As the national anthem was being played on Feb. 23 in Oxford, Miss., before an Ole Miss at-home men’s college basketball game with Georgia, one-by-one seven African American players, and one Latinx player, got down on one knee, with their heads bowed until the last note was played.
Carrying forth the protest of taking a knee begun by former National Football League quarterback Colin Kaepernick in 2016, these heroic players were protesting the presence of a white supremacist march taking place on campus on the same day as the game. Taking a knee is meant to call national attention against police brutality and all forms of racist oppression.

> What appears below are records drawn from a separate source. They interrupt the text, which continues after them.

/// Everything the user (or the clock) can ask the TUI to do.
#[derive(Debug, Clone, Copy, PartialEq, Eq)]
pub enum Action {
    Quit,
    ForceQuit,
    MoveUp,
    MoveDown,
    PageUp,
    PageDown,
    GoTop,
    GoBottom,
    /// Enter: submit on the search screen, open/select in the file picker.
    Confirm,
    Submit,
    NavigateBack,
    ParentDir,
    OpenPicker,
    ClearFile,
    OpenLink,
    DownloadLink,
    CopyLink,
    ToggleHelp,
    Tick,
    Resize(u16, u16),
    None,
}
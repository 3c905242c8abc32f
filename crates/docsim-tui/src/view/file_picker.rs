use ratatui::Frame;
use ratatui::layout::{Constraint, Layout, Rect};
use ratatui::style::{Modifier, Style};
use ratatui::text::{Line, Span};
use ratatui::widgets::{Block, Borders, List, ListItem, ListState, Paragraph};

use crate::app::App;

/// Render the file picker screen into the given area.
pub fn render_in(f: &mut Frame, app: &App, area: Rect) {
    let theme = &app.theme;
    let picker = &app.file_picker;
    let ui = &app.widget.strings().ui;

    let chunks = Layout::vertical([
        Constraint::Length(1), // header
        Constraint::Length(1), // current dir
        Constraint::Min(5),    // file list
        Constraint::Length(3), // current selection
        Constraint::Length(1), // footer
    ])
    .split(area);

    let header = Line::from(vec![
        Span::styled(format!(" {} ", ui.picker_files), theme.header_style()),
        Span::styled(
            format!(" > {}", ui.picker_title),
            Style::default().fg(theme.text).add_modifier(Modifier::BOLD),
        ),
    ]);
    f.render_widget(Paragraph::new(header), chunks[0]);

    let dir_line = Line::from(vec![
        Span::styled(" \u{1F4C1} ", Style::default().fg(theme.active)),
        Span::styled(
            picker.current_dir.display().to_string(),
            Style::default().fg(theme.dim),
        ),
    ]);
    f.render_widget(Paragraph::new(dir_line), chunks[1]);

    // File list
    let visible_height = chunks[2].height.saturating_sub(2) as usize; // borders
    let scroll_offset = if picker.cursor >= visible_height {
        picker.cursor - visible_height + 1
    } else {
        0
    };

    let selected_path = app.widget.selected_file().map(|f| &f.path);

    let items: Vec<ListItem> = picker
        .entries
        .iter()
        .skip(scroll_offset)
        .take(visible_height)
        .map(|entry| {
            let (icon, style) = if entry.is_dir {
                ("\u{1F4C1} ", Style::default().fg(theme.active))
            } else if entry.is_pdf {
                if selected_path == Some(&entry.path) {
                    (
                        "\u{2713} ",
                        Style::default()
                            .fg(theme.success)
                            .add_modifier(Modifier::BOLD),
                    )
                } else {
                    ("\u{1F4C4} ", Style::default().fg(theme.text))
                }
            } else {
                ("  ", Style::default().fg(theme.dim))
            };

            ListItem::new(Line::from(vec![
                Span::styled(icon, style),
                Span::styled(&entry.name, style),
            ]))
        })
        .collect();

    let list = List::new(items)
        .block(
            Block::default()
                .borders(Borders::ALL)
                .border_style(theme.border_style())
                .title(format!(" {} ", ui.picker_files)),
        )
        .highlight_style(theme.highlight_style());

    let mut state = ListState::default();
    state.select(Some(picker.cursor.saturating_sub(scroll_offset)));
    f.render_stateful_widget(list, chunks[2], &mut state);

    // Current selection
    let summary = match app.widget.selected_file() {
        Some(file) => vec![
            Line::from(Span::styled(
                format!("  {}", ui.picker_selected),
                Style::default()
                    .fg(theme.success)
                    .add_modifier(Modifier::BOLD),
            )),
            Line::from(Span::styled(
                format!("  {}", file.path.display()),
                Style::default().fg(theme.text),
            )),
        ],
        None => vec![
            Line::from(Span::styled(
                format!("  {}", app.widget.strings().no_file_chosen),
                Style::default().fg(theme.dim),
            )),
            Line::from(Span::styled(
                format!("  {}", ui.picker_hint),
                Style::default().fg(theme.dim),
            )),
        ],
    };
    let summary = Paragraph::new(summary).block(
        Block::default()
            .borders(Borders::TOP)
            .border_style(theme.border_style()),
    );
    f.render_widget(summary, chunks[3]);

    let footer = Line::from(Span::styled(
        format!(
            " j/k:{}  Enter:{}  h:{}  Esc:{}  ?:{}  q:{}",
            ui.key_move, ui.key_pick, ui.key_parent, ui.key_back, ui.key_help, ui.key_quit
        ),
        theme.footer_style(),
    ));
    f.render_widget(Paragraph::new(footer), chunks[4]);
}
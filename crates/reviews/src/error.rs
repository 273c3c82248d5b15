use thiserror::Error;

#[derive(Debug, Error)]
pub enum ReviewsError {
    #[error("HTTP request failed: {0}")]
    Request(#[from] reqwest::Error),

    #[error("reviews service rejected the request: {status_code} - {body}")]
    Client { status_code: u16, body: String },

    #[error("reviews service error: {message}")]
    Server { message: String },

    #[error("failed to decode reviews at {path}: {source}")]
    Decode {
        path: String,
        #[source]
        source: serde_json::Error,
    },
}
use utoipa::OpenApi;

use crate::models::Movie;

#[derive(OpenApi)]
#[openapi(
    info(
        title = "Movies API",
        version = "1.0.0"
    ),
    tags(
        (name = "movies", description = "Movie aggregation endpoints")
    ),
    components(schemas(
        Movie,
        movie_info::MovieInfo,
        reviews::Review
    ))
)]
pub struct ApiDoc;
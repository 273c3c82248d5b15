use reqwest::{Client, StatusCode};

use crate::error::ReviewsError;
use crate::models::Review;

/// Query parameter the reviews service filters on. Part of the wire contract.
const MOVIE_INFO_ID_PARAM: &str = "movieInfoId";

pub struct ReviewsClient {
    client: Client,
    base_url: String,
}

impl ReviewsClient {
    /// Create a client with a shared reqwest Client and the reviews service
    /// base URL (e.g. `http://localhost:8081/v1/reviews`).
    pub fn new(client: Client, base_url: impl Into<String>) -> Self {
        let base_url = base_url.into();
        Self {
            client,
            base_url: base_url.trim_end_matches('/').to_string(),
        }
    }

    /// Fetch all reviews for one movie info id.
    /// GET {base_url}?movieInfoId={id}
    ///
    /// A 404 from the reviews service means the movie simply has no reviews
    /// yet and resolves to an empty list, not an error.
    pub async fn fetch_by_movie_info_id(&self, movie_info_id: &str) -> crate::Result<Vec<Review>> {
        let response = self
            .client
            .get(&self.base_url)
            .query(&[(MOVIE_INFO_ID_PARAM, movie_info_id)])
            .send()
            .await?;
        self.handle_response(response).await
    }

    async fn handle_response(&self, response: reqwest::Response) -> crate::Result<Vec<Review>> {
        let status = response.status();
        if status == StatusCode::NOT_FOUND {
            return Ok(Vec::new());
        }

        let body = response.text().await?;
        if status.is_client_error() {
            return Err(ReviewsError::Client {
                status_code: status.as_u16(),
                body,
            });
        }
        if !status.is_success() {
            return Err(ReviewsError::Server { message: body });
        }

        let deserializer = &mut serde_json::Deserializer::from_str(&body);
        serde_path_to_error::deserialize(deserializer).map_err(|e| ReviewsError::Decode {
            path: e.path().to_string(),
            source: e.into_inner(),
        })
    }
}
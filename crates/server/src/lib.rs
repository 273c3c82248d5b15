pub mod api;
pub mod config;
pub mod error;
pub mod models;
pub mod openapi;
pub mod services;
pub mod state;

use std::net::SocketAddr;

use utoipa_scalar::{Scalar, Servable};

pub use api::create_router;
pub use config::Config;
pub use error::{AppError, AppResult};
pub use models::Movie;
pub use services::MovieService;
pub use state::AppState;

pub async fn run_server(
    addr: SocketAddr,
    config: Config,
) -> Result<(), Box<dyn std::error::Error>> {
    let state = AppState::new(&config)?;

    let (router, api) = create_router(state);
    let app = router.merge(Scalar::with_url("/docs", api));

    let listener = tokio::net::TcpListener::bind(addr).await?;
    tracing::info!("listening on {}", addr);
    axum::serve(listener, app.into_make_service()).await?;

    Ok(())
}
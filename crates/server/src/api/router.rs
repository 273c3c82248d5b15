use axum::Router;
use utoipa::OpenApi;
use utoipa_axum::{router::OpenApiRouter, routes};

use crate::{openapi::ApiDoc, state::AppState};

use super::handlers;

pub fn create_router(state: AppState) -> (Router, utoipa::openapi::OpenApi) {
    let (router, api) = OpenApiRouter::with_openapi(ApiDoc::openapi())
        .routes(routes!(handlers::get_movie_by_id))
        .with_state(state)
        .split_for_parts();

    (router, api)
}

Ole Miss has a sordid tradition of promoting pro-slavery, pro-Confederacy symbols and history since the university was founded in 1844. It wasn’t until 1997 that Confederate flags were banned at Ole Miss football games, 25 years after the first Black players were recruited. The mascot, “Colonel Reb,” was scrapped in 2003. Confederate symbols, like the emblem on the Mississippi state flag and the Confederate/Civil War battle anthem “Dixie,” wouldn’t be phased out until some 10 years later. An on-campus Confederate monument and buildings named for pro-confederate people remain, but it’s just a matter of time until these symbols see their final days.
One of the protesting players, Breein Tyree, stated, “We’re just tired of these hate groups coming to our school and portraying our campus like we have these hate groups in our actual school.” (ESPN, March 1)
Ole Miss Coach Kermit Davis, in defense of his players, told ESPN, “Our players made an emotional decision to show these people they’re not welcome on our campus, and we respect our players’ freedom and ability to choose that.”